══ DATASET CONTENT ══

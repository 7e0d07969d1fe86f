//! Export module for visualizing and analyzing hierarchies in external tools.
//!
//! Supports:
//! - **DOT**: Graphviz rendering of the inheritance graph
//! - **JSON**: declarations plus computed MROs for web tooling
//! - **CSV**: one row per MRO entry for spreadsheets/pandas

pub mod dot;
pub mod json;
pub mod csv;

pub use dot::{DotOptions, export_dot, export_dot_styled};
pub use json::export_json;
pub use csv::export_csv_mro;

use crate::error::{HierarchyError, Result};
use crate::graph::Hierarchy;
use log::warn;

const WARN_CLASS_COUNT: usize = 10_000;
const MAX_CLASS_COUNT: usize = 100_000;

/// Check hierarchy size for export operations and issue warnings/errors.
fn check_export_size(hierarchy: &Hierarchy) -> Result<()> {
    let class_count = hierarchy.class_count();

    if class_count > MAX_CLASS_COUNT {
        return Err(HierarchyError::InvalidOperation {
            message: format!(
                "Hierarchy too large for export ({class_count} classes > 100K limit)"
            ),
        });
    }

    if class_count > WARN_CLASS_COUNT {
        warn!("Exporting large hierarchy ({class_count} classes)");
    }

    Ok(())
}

═══
══ DATASET CONTENT ══

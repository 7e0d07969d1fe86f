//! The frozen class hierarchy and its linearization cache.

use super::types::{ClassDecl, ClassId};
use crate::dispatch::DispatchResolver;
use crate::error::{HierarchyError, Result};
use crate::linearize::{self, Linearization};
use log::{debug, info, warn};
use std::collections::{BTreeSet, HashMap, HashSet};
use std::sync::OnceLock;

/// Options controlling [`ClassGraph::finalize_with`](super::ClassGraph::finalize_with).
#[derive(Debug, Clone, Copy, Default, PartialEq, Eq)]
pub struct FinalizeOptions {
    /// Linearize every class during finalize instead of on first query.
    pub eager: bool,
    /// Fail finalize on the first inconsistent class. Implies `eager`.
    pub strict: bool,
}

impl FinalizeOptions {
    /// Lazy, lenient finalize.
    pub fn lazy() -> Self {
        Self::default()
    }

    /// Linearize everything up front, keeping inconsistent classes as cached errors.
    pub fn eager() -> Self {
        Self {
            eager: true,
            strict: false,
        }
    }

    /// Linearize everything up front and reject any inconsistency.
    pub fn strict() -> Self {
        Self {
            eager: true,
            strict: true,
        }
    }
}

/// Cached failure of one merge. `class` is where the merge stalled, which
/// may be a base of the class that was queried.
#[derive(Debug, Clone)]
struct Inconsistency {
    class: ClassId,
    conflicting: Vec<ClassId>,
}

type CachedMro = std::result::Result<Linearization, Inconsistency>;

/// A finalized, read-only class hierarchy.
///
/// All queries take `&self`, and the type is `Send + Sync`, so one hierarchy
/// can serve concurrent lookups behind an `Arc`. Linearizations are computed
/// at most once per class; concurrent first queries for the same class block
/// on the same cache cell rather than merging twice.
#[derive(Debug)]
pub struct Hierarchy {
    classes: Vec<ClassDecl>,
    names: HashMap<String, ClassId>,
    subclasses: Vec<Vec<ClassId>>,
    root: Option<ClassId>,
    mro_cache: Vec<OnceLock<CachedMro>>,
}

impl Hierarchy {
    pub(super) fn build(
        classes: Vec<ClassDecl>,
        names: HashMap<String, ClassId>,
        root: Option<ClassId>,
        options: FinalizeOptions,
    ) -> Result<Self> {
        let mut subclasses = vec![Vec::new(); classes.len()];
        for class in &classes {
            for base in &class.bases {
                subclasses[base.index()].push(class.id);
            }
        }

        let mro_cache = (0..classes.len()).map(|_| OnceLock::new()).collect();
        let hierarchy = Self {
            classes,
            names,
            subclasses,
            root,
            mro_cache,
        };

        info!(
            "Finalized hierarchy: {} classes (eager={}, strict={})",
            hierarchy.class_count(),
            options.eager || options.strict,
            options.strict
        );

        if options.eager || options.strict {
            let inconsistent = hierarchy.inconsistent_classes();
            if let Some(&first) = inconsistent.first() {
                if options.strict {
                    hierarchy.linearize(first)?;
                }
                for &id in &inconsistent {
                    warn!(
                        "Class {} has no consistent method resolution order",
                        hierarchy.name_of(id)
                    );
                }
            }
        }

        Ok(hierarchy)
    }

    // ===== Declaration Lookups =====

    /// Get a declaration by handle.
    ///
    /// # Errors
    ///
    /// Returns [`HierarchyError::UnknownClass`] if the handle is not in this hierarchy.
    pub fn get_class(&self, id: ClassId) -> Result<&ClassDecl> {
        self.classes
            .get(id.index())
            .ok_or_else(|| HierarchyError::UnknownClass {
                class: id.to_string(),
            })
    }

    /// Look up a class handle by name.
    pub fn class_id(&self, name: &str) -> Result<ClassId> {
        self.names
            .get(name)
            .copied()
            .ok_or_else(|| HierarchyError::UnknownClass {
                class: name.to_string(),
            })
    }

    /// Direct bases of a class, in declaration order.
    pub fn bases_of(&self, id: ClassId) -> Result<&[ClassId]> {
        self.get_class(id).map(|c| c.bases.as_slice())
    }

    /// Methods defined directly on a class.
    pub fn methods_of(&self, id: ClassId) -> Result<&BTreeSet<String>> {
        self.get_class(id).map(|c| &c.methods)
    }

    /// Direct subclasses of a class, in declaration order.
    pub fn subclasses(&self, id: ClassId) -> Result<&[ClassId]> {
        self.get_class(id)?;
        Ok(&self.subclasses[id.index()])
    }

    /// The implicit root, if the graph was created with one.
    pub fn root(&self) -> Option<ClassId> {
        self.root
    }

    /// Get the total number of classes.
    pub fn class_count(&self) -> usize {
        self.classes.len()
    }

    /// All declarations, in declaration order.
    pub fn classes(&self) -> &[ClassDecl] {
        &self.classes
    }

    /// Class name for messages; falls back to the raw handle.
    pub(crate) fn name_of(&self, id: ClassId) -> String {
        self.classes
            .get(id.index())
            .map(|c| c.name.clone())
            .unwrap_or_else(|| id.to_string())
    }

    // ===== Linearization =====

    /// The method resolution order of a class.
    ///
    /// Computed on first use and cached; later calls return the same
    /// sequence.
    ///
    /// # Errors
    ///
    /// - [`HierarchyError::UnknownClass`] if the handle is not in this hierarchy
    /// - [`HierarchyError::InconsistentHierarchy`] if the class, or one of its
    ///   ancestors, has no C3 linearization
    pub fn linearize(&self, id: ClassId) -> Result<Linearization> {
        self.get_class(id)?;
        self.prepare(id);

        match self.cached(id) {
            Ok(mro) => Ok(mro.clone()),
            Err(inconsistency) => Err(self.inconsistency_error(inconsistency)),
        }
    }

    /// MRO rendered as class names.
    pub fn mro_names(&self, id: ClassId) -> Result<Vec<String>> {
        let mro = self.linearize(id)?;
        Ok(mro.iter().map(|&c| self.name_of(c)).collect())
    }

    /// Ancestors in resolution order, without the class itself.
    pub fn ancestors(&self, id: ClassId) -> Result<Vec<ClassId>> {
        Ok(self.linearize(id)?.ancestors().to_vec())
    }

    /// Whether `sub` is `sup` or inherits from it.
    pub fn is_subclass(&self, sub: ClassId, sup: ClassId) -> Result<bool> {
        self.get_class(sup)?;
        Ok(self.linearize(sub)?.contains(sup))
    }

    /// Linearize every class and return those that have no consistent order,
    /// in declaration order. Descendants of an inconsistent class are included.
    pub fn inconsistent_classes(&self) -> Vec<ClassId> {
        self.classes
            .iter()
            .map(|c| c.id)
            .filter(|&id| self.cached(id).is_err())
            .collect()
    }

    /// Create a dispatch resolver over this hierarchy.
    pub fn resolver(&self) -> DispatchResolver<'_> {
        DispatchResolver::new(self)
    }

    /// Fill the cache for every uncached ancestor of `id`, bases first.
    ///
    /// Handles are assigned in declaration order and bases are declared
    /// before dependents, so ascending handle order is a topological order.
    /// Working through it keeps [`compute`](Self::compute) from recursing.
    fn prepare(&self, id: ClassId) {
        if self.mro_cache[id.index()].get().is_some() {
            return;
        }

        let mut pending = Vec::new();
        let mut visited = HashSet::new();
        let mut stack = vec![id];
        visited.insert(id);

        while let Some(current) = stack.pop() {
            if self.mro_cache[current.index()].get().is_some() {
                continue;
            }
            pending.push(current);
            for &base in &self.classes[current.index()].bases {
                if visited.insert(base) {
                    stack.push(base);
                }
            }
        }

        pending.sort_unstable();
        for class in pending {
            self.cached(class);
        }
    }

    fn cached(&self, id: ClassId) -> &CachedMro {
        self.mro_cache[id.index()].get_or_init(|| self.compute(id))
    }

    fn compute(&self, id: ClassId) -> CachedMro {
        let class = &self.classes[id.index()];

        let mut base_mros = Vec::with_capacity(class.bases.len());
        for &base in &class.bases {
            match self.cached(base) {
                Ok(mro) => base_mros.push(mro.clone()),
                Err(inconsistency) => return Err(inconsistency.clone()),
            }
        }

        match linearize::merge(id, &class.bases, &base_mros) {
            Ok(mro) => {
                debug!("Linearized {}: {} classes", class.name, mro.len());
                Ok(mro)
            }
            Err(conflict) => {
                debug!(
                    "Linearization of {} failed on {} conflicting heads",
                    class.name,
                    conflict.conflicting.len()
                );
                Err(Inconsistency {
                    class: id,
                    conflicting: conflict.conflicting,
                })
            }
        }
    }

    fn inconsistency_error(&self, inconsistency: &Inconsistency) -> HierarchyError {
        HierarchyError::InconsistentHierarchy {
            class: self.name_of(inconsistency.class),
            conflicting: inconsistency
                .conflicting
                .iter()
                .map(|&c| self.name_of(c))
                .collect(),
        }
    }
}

═══
══ DATASET CONTENT ══

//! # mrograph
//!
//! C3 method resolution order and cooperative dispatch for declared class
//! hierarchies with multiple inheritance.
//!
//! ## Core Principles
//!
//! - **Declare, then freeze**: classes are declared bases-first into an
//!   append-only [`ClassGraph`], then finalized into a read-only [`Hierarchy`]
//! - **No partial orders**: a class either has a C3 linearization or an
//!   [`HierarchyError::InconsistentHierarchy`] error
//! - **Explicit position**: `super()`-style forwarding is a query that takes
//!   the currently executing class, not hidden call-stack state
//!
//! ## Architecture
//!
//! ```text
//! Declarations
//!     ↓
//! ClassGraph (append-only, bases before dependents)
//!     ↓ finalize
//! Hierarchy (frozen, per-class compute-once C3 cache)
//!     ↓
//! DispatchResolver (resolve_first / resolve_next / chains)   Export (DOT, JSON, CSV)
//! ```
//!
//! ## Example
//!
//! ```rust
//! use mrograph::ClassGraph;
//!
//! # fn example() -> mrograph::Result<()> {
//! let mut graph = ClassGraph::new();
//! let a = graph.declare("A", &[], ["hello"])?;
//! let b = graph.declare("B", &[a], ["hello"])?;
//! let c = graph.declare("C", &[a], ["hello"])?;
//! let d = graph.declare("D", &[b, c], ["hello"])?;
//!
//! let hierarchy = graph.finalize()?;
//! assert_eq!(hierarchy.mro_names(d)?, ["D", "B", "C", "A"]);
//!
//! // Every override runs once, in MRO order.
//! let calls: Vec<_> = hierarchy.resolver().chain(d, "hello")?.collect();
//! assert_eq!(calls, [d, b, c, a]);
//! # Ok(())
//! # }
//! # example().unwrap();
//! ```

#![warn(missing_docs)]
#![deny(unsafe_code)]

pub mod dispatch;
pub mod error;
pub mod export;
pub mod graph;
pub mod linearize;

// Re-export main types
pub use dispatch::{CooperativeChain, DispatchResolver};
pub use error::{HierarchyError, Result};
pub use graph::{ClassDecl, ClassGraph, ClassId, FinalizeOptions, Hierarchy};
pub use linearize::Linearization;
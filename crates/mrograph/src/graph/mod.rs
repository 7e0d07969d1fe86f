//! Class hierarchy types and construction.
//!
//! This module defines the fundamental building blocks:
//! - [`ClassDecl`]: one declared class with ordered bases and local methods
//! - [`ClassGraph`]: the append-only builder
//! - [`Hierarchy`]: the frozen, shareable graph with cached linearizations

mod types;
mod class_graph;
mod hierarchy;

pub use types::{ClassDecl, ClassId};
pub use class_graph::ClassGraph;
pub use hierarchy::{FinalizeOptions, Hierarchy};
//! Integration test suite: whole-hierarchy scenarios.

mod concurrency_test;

═══

## [ACTION ITEM]
What you give back should be only the lines of the records above, starting at the line with "Working through it" and ending at the line with "let mut pending = Vec::new();", restated word for word.

## [FINAL ANSWER]
    /// Working through it keeps [`compute`](Self::compute) from recursing.
    fn prepare(&self, id: ClassId) {
        if self.mro_cache[id.index()].get().is_some() {
            return;
        }

        let mut pending = Vec::new();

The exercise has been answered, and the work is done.